At minimum the house needs repairs to the MBR bath floor, roof hole repair, driveway re-graveled, paint inside walls and new skirting.

Would it be cheaper to repair and then sell or sell as is?
We would do most of the repairs by ourselves.

We love the property but there a number of shortcomings:
No water source besides well, has hand pump. 
There is a small pond about 300 yards uphill. 
There used to be a pond in lower pasture but had been dry for 15+ years. Property is very rocky. 
Runs high to low back to front and has ridges on both sides so we have a lot of water around home and down driveway.
Very small amount of level ground for farming and animals
No barn, needs new fencing for goats and pigs
No basement, no garage.

We own home outright, only have $300.00/taxes.
My hubby is 62 and I am 58, both on disability.
We have toyed with the idea of a reverse mortgage but we still wouldn't have a basement or a water source.

P.S. No family close by
Thank you for your imput


----------



## DAVID In Wisconsin (Dec 3, 2002)

I believe that most of the repairs you mentioned are fairly inexpensive repairs that should be made before you attempt to sell the property. I buy and sell real estate and these types of fixes seem to bring the highest dollar return and make them sell faster.


----------



## billinwv (Sep 27, 2013)

Old mobile? Both on disability, I would sell as is and cut my losses.


----------



## ChristieAcres (Apr 11, 2009)

DAVID In Wisconsin said:


> I believe that most of the repairs you mentioned are fairly inexpensive repairs that should be made before you attempt to sell the property. I buy and sell real estate and these types of fixes seem to bring the highest dollar return and make them sell faster.

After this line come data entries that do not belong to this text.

//! History store
//!
//! Append-only per-service time series with a retention cap. Write failures
//! are logged and the observation is dropped; read failures are logged and
//! reported as an empty history. Neither ever reaches the scheduler.

use std::sync::Arc;

use chrono::{DateTime, Utc};
use tracing::{error, instrument, trace};

use crate::storage::{HistoryEntry, NewHistoryEntry, ServiceId, Status, StorageBackend};

#[derive(Clone)]
pub struct HistoryStore {
    backend: Arc<dyn StorageBackend>,
}

impl HistoryStore {
    pub fn new(backend: Arc<dyn StorageBackend>) -> Self {
        Self { backend }
    }

    /// Write one entry
    ///
    /// Returns the id of the new row, or `None` if the write failed and the
    /// entry was dropped.
    #[instrument(skip(self, error, possible_cause))]
    pub async fn append(
        &self,
        service_id: ServiceId,
        timestamp: DateTime<Utc>,
        status: Status,
        error: Option<String>,
        possible_cause: Option<String>,
    ) -> Option<i64> {
        let entry = NewHistoryEntry {
            service_id,
            timestamp,
            status,
            error,
            possible_cause,
        };

        match self.backend.insert_history(entry).await {
            Ok(id) => {
                trace!("stored history entry {id}");
                Some(id)
            }
            Err(e) => {
                error!("dropping history entry for service {service_id}: {e}");
                None
            }
        }
    }

    /// The `limit` most recent entries, newest first
    pub async fn recent(&self, service_id: ServiceId, limit: usize) -> Vec<HistoryEntry> {
        self.backend
            .latest_history(service_id, limit)
            .await
            .unwrap_or_else(|e| {
                error!("failed to read history for service {service_id}: {e}");
                Vec::new()
            })
    }

    /// Delete all but the `cap` most recent entries
    ///
    /// Returns the number of deleted rows (zero on failure).
    pub async fn retain(&self, service_id: ServiceId, cap: usize) -> usize {
        match self.backend.retain_history(service_id, cap).await {
            Ok(deleted) => deleted,
            Err(e) => {
                error!("cleanup failed for service with id: {service_id}");
                trace!("cleanup failed because of a storage error: {e}");
                0
            }
        }
    }
}
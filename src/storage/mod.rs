//! Storage for the service registry and per-service check history
//!
//! This module provides a trait-based abstraction over the database that holds
//! the registered services and their check history.
//!
//! ## Design
//!
//! - **Trait-based**: `StorageBackend` is what the registry and history store depend on
//! - **Async**: All operations are async for compatibility with the Tokio actors
//! - **Parameterized**: Values are always bound, never spliced into SQL text
//!
//! ## Usage
//!
//! ```no_run
//! use statuswatch::storage::{StorageBackend, sqlite::SqliteBackend};
//!
//! #[tokio::main]
//! async fn main() -> anyhow::Result<()> {
//!     let backend = SqliteBackend::new("./status.db", "statuswatch_").await?;
//!     let services = backend.list_services().await?;
//!     Ok(())
//! }
//! ```

pub mod backend;
pub mod error;
pub mod schema;
pub mod sqlite;

pub use backend::{HealthStatus, NewService, StorageBackend};
pub use error::{StorageError, StorageResult};
pub use schema::{HistoryEntry, NewHistoryEntry, Service, ServiceId, Status};
//! ServiceMonitorActor - Periodically checks one service endpoint
//!
//! ## Key Features
//!
//! 1. **Fixed-rate cadence** - Ticks are anchored to the actor's start, the first one fires immediately
//! 2. **No overlap** - A tick that arrives while the previous check is still running is skipped
//! 3. **Shared pool** - Checks run as spawned tasks on the runtime's worker pool
//! 4. **Cooperative shutdown** - In-flight checks finish and are stored before the actor exits
//!
//! ## Message Flow
//!
//! ```text
//! Timer tick → in-flight? ──yes──> skip (logged)
//!                  │ no
//!                  ▼
//!            spawn check → CheckRunner → HistoryStore::append → HistoryStore::retain
//!     ↑
//!     └─── Commands (CheckNow, Shutdown)
//! ```

use std::sync::Arc;
use std::sync::atomic::{AtomicBool, Ordering};
use std::time::Duration;

use anyhow::Result;
use chrono::Utc;
use reqwest::Url;
use tokio::sync::{mpsc, oneshot, watch};
use tokio::task::{JoinHandle, JoinSet};
use tokio::time::{MissedTickBehavior, interval};
use tracing::{debug, error, info, instrument, trace, warn};

use crate::checker::{CheckOutcome, CheckRunner};
use crate::history::HistoryStore;
use crate::storage::{Service, ServiceId, Status};

use super::messages::{ServiceCommand, TimerState};

/// Collaborators shared by every service monitor
#[derive(Clone)]
pub struct ProbeSettings {
    pub runner: Arc<dyn CheckRunner>,
    pub history: HistoryStore,
    /// Retention cap applied after every stored check
    pub retention: usize,
}

/// State shared between the actor and its spawned checks
struct ProbeContext {
    service: Service,
    endpoint: Url,
    settings: ProbeSettings,
    in_flight: AtomicBool,
    state: watch::Sender<TimerState>,
}

impl ProbeContext {
    /// Check once, store the result, apply retention
    async fn run(&self) -> CheckOutcome {
        let outcome = self.settings.runner.check(&self.endpoint).await;
        let timestamp = Utc::now();

        if outcome.status == Status::Operational {
            trace!("{}/{} is operational", self.service.group, self.service.name);
        } else {
            info!(
                "check failed ({}/{}): {} {}",
                self.service.group,
                self.service.name,
                outcome.status,
                outcome.error.as_deref().unwrap_or_default()
            );
        }

        self.settings
            .history
            .append(
                self.service.id,
                timestamp,
                outcome.status,
                outcome.error.clone(),
                outcome.possible_cause.clone(),
            )
            .await;
        self.settings
            .history
            .retain(self.service.id, self.settings.retention)
            .await;

        outcome
    }
}

/// Actor that monitors a single service endpoint
pub struct ServiceMonitorActor {
    context: Arc<ProbeContext>,

    /// Time between two ticks
    interval_duration: Duration,

    /// Command receiver for control messages
    command_rx: mpsc::Receiver<ServiceCommand>,

    /// Checks currently running on the worker pool
    probes: JoinSet<()>,
}

impl ServiceMonitorActor {
    fn new(
        context: Arc<ProbeContext>,
        interval_duration: Duration,
        command_rx: mpsc::Receiver<ServiceCommand>,
    ) -> Self {
        Self {
            context,
            interval_duration,
            command_rx,
            probes: JoinSet::new(),
        }
    }

    /// Run the actor's main loop
    ///
    /// This runs until a Shutdown command is received or every handle is dropped.
    #[instrument(skip(self), fields(service = %self.context.service.name, group = %self.context.service.group))]
    pub async fn run(mut self) {
        debug!("starting service monitor actor");

        let mut ticker = interval(self.interval_duration);
        ticker.set_missed_tick_behavior(MissedTickBehavior::Skip);
        self.context.state.send_replace(TimerState::Scheduled);

        loop {
            tokio::select! {
                _ = ticker.tick() => self.start_probe(None),

                cmd = self.command_rx.recv() => match cmd {
                    Some(ServiceCommand::CheckNow { respond_to }) => {
                        debug!("received CheckNow command");
                        self.start_probe(Some(respond_to));
                    }
                    Some(ServiceCommand::Shutdown) => {
                        debug!("received shutdown command");
                        break;
                    }
                    None => {
                        warn!("command channel closed, shutting down");
                        break;
                    }
                },

                Some(result) = self.probes.join_next(), if !self.probes.is_empty() => {
                    if let Err(e) = result {
                        error!("check task failed: {e}");
                    }
                }
            }
        }

        // Let in-flight checks finish and store their result.
        while let Some(result) = self.probes.join_next().await {
            if let Err(e) = result {
                error!("check task failed: {e}");
            }
        }

        self.context.state.send_replace(TimerState::Cancelled);
        debug!("service monitor actor stopped");
    }

    fn start_probe(&mut self, respond_to: Option<oneshot::Sender<Option<CheckOutcome>>>) {
        if self.context.in_flight.swap(true, Ordering::AcqRel) {
            warn!(
                "previous check of {}/{} still running, skipping",
                self.context.service.group, self.context.service.name
            );
            if let Some(tx) = respond_to {
                let _ = tx.send(None);
            }
            return;
        }

        self.context.state.send_replace(TimerState::Running);

        let context = Arc::clone(&self.context);
        self.probes.spawn(async move {
            let outcome = context.run().await;

            context.in_flight.store(false, Ordering::Release);
            context.state.send_if_modified(|state| {
                if *state == TimerState::Running {
                    *state = TimerState::Scheduled;
                    true
                } else {
                    false
                }
            });

            if let Some(tx) = respond_to {
                let _ = tx.send(Some(outcome));
            }
        });
    }
}

/// Handle for controlling a ServiceMonitorActor
#[derive(Clone)]
pub struct ServiceHandle {
    sender: mpsc::Sender<ServiceCommand>,
    state: watch::Receiver<TimerState>,
    service: Service,
}

impl ServiceHandle {
    /// Spawn a new service monitor actor
    ///
    /// The returned join handle completes once the actor has stopped and its
    /// last check has been stored.
    pub fn spawn(
        service: Service,
        endpoint: Url,
        interval: Duration,
        settings: ProbeSettings,
    ) -> (Self, JoinHandle<()>) {
        let (cmd_tx, cmd_rx) = mpsc::channel(32);
        let (state_tx, state_rx) = watch::channel(TimerState::Idle);

        let context = Arc::new(ProbeContext {
            service: service.clone(),
            endpoint,
            settings,
            in_flight: AtomicBool::new(false),
            state: state_tx,
        });

        let actor = ServiceMonitorActor::new(context, interval, cmd_rx);
        let join = tokio::spawn(actor.run());

        let handle = Self {
            sender: cmd_tx,
            state: state_rx,
            service,
        };
        (handle, join)
    }

    /// Trigger an immediate check
    ///
    /// Returns `None` if a check for this service was already in flight.
    pub async fn check_now(&self) -> Result<Option<CheckOutcome>> {
        let (tx, rx) = oneshot::channel();
        self.sender
            .send(ServiceCommand::CheckNow { respond_to: tx })
            .await?;

        Ok(rx.await?)
    }

    /// Ask the actor to stop
    pub async fn shutdown(&self) {
        let _ = self.sender.send(ServiceCommand::Shutdown).await;
    }

    /// Current timer state
    pub fn state(&self) -> TimerState {
        *self.state.borrow()
    }

    pub fn service_id(&self) -> ServiceId {
        self.service.id
    }

    pub fn service(&self) -> &Service {
        &self.service
    }
}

I second this, as a Realtor. Most Buyers, who are willing to pay you market value, will expect more of a turn-key. The ones purchasing "as is," expect to get a screaming deal...

Sorry to hear you need to move, not easy for any reason.


----------



## Micheal (Jan 28, 2009)

I'd do the repairs, sounds as though they would be needed even if you weren't considering selling....


----------



## Skandi (Oct 21, 2014)

I would ask someone who knows your local market.


----------



## unregistered168043 (Sep 9, 2011)

I just purchased a house. As a buyer i can tell you that when I see a lot of little things that need repairs, I think 'what else needs repairs that I cant see?' When I see all the little things kept up and in good working order I think there was somebody taking good care of the place.

I sold a ahouse a few years back too. Was having trouble selling it in the beginning. i hired a person to 'stage' the house...they put in decorations and had me paint a few rooms. House sold in 3 weeks. Alot of what makes a house sell is appearance and all the little details. Most people who buy are not construction experts, they go by superficial appearance.


----------



## Bellyman (Jul 6, 2013)

I don't know if it holds true everywhere but with a broken leg, I tend to have it propped up with HGTV on in the background. They have a lot of fix-it-up shows where they buy low, fix up, and hope to sell at a profit. When things go well, it is not uncommon to get back the repair investment and 20% to 50% more. Granted, they're staged to the hilt. 

I don't know how accurate those numbers would be in real life, you and me, situations as opposed to television. But it would seem that fixing up generally raises the sale price by more than the fix-up cost if one is careful about spending those repair dollars.

Good luck!


----------



## mnn2501 (Apr 2, 2008)

Janis R said:


> We have toyed with the idea of a reverse mortgage but we still wouldn't have a basement or a water source.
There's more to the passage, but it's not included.